Hepatic fibrosis is an independent risk factor for all-cause mortality and liver-related events in patients with metabolic-associated steatohepatitis (MASH). Metabolically induced cellular senescence is a key mechanism driving liver fibrosis, but the underlying mechanism remains incompletely characterized. In this study, an integrated analysis of clinical MASH-fibrosis progression data (GSE135251) and single-cell senescence profiles (SAUL-SEN-MAYO) was performed to identify senescence-associated biomarkers using weighted gene coexpression network analysis (WGCNA) and machine learning methods.

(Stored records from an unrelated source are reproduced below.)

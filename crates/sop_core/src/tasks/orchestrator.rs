use tracing::{debug, info, warn};

use crate::domain::PourCompleted;

use super::config::{PourTask, ProcedurePlan};
use super::tree::{Task, TaskError, TaskId, TaskStatus, TaskTree};

pub const DEFAULT_RESET_DELAY_SECONDS: f32 = 5.0;

#[derive(Debug, Clone, Copy, PartialEq, Eq)]
pub enum ProcedureOutcome {
    Successful,
    Failure,
}

/// Everything the user sees of the procedure: checklist rows, the outcome
/// banner and the failure fire.
pub trait Presentation {
    fn task_status_changed(&mut self, task: &Task, status: TaskStatus);
    fn procedure_succeeded(&mut self);
    fn procedure_failed(&mut self);
    fn fire_started(&mut self) {}
    fn fire_extinguished(&mut self) {}
    fn procedure_reset(&mut self);
}

/// Turns finished pours into leaf completions and the root outcome into
/// presentation effects, then resets the procedure for another attempt.
#[derive(Debug)]
pub struct TaskOrchestrator {
    root: TaskId,
    pours: Vec<PourTask>,
    reset_delay_seconds: f32,
    outcome: Option<ProcedureOutcome>,
    reset_countdown: Option<f32>,
    fire_burning: bool,
    history: Vec<ProcedureOutcome>,
}

impl TaskOrchestrator {
    pub fn new(plan: ProcedurePlan, reset_delay_seconds: f32) -> Self {
        Self {
            root: plan.root,
            pours: plan.pours,
            reset_delay_seconds: reset_delay_seconds.max(0.0),
            outcome: None,
            reset_countdown: None,
            fire_burning: false,
            history: Vec::new(),
        }
    }

    pub fn root(&self) -> TaskId {
        self.root
    }

    pub fn pours(&self) -> &[PourTask] {
        &self.pours
    }

    pub fn outcome(&self) -> Option<ProcedureOutcome> {
        self.outcome
    }

    pub fn history(&self) -> &[ProcedureOutcome] {
        &self.history
    }

    pub fn fire_burning(&self) -> bool {
        self.fire_burning
    }

    pub fn reset_pending(&self) -> bool {
        self.reset_countdown.is_some()
    }

    /// Resolves the leaf expecting this pour. Returns the status recorded,
    /// or `None` when the pour matched nothing still open.
    pub fn on_pour(
        &mut self,
        pour: &PourCompleted,
        tree: &mut TaskTree,
    ) -> Result<Option<TaskStatus>, TaskError> {
        if self.outcome.is_some() {
            debug!(from = pour.from.as_str(), to = pour.to.as_str(), "pour_after_outcome");
            return Ok(None);
        }
        let Some(task) = self
            .pours
            .iter()
            .find(|task| task.from == pour.from && task.to == pour.to)
            .map(|task| task.task)
        else {
            warn!(from = pour.from.as_str(), to = pour.to.as_str(), "pour_matches_no_task");
            return Ok(None);
        };
        if tree.status(task)?.is_resolved() {
            debug!(task = tree.task(task)?.name(), "pour_for_resolved_task");
            return Ok(None);
        }
        tree.succeed(task).map(Some)
    }

    /// Forwards queued tree events and reacts to the root resolving.
    pub fn publish(
        &mut self,
        tree: &mut TaskTree,
        presentation: &mut dyn Presentation,
    ) -> Result<(), TaskError> {
        for event in tree.drain_events() {
            presentation.task_status_changed(tree.task(event.task)?, event.status);
            if event.task != self.root {
                continue;
            }
            let outcome = match event.status {
                TaskStatus::Successful => ProcedureOutcome::Successful,
                TaskStatus::Failure => ProcedureOutcome::Failure,
                TaskStatus::Reset => continue,
            };
            self.outcome = Some(outcome);
            self.history.push(outcome);
            self.reset_countdown = Some(self.reset_delay_seconds);
            info!(?outcome, attempt = self.history.len(), "procedure_finished");
            match outcome {
                ProcedureOutcome::Successful => presentation.procedure_succeeded(),
                ProcedureOutcome::Failure => {
                    presentation.procedure_failed();
                    self.fire_burning = true;
                    presentation.fire_started();
                }
            }
        }
        Ok(())
    }

    /// Counts down toward the scheduled reset. Returns `true` on the tick
    /// the procedure was reset.
    pub fn tick(
        &mut self,
        dt_seconds: f32,
        tree: &mut TaskTree,
        presentation: &mut dyn Presentation,
    ) -> Result<bool, TaskError> {
        let Some(remaining) = self.reset_countdown.as_mut() else {
            return Ok(false);
        };
        *remaining -= dt_seconds;
        if *remaining > 0.0 {
            return Ok(false);
        }
        self.reset_procedure(tree, presentation)?;
        Ok(true)
    }

    /// Puts out the fire and resets right away. Returns `false` when
    /// nothing was burning.
    pub fn extinguish(
        &mut self,
        tree: &mut TaskTree,
        presentation: &mut dyn Presentation,
    ) -> Result<bool, TaskError> {
        if !self.fire_burning {
            return Ok(false);
        }
        self.fire_burning = false;
        info!("fire_extinguished");
        presentation.fire_extinguished();
        self.reset_procedure(tree, presentation)?;
        Ok(true)
    }

    pub fn reset_procedure(
        &mut self,
        tree: &mut TaskTree,
        presentation: &mut dyn Presentation,
    ) -> Result<(), TaskError> {
        tree.reset(self.root)?;
        self.outcome = None;
        self.reset_countdown = None;
        self.fire_burning = false;
        self.publish(tree, presentation)?;
        presentation.procedure_reset();
        info!(attempts = self.history.len(), "procedure_reset");
        Ok(())
    }
}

A 30-week AMLN diet-induced MASH-fibrosis model in C57BL/6J mice as well as liver sinu soidal endothelial cells (LSECs) with mitomycin C (MMC) and palmitic acid (PA)-induced senescence were used for experimental validation. Gene expression was quantified by quantitative Real-Time PCR, and protein levels were assessed via Western blotting (WB), immunofluorescence (IF), and ELISA. Liver fibrosis was evaluated with Sirius red and Masson's trichrome staining, and cellular senescence was assessed using β-galactosidase staining. In this study, CFP (encoding properdin), a macromolecular regulatory protein, was identified as a senescence marker that is highly expressed in LSECs and is downregulated in a stage-dependent manner during MASH-fibrosis. Studies in the MASH-fibrosis group demonstrated reduced CFP expression in LSECs, accompanied by decreased colocalization with the LSEC marker LYVE1. In vitro, senescent LSECs promoted the release of TGF-β1, which subsequently activated LX-2 cell proliferation and the development of a fibrotic phenotype. CFP knockdown (si-CFP) further exacerbated senescence and increased TGF-β1 secretion, whereas CFP overexpression (CFP-OE) effectively alleviated these effects.

CFP; Cellular senescence; Hepatic stellate cells; Liver sinusoidal endothelial cells; MASH–fibrosis.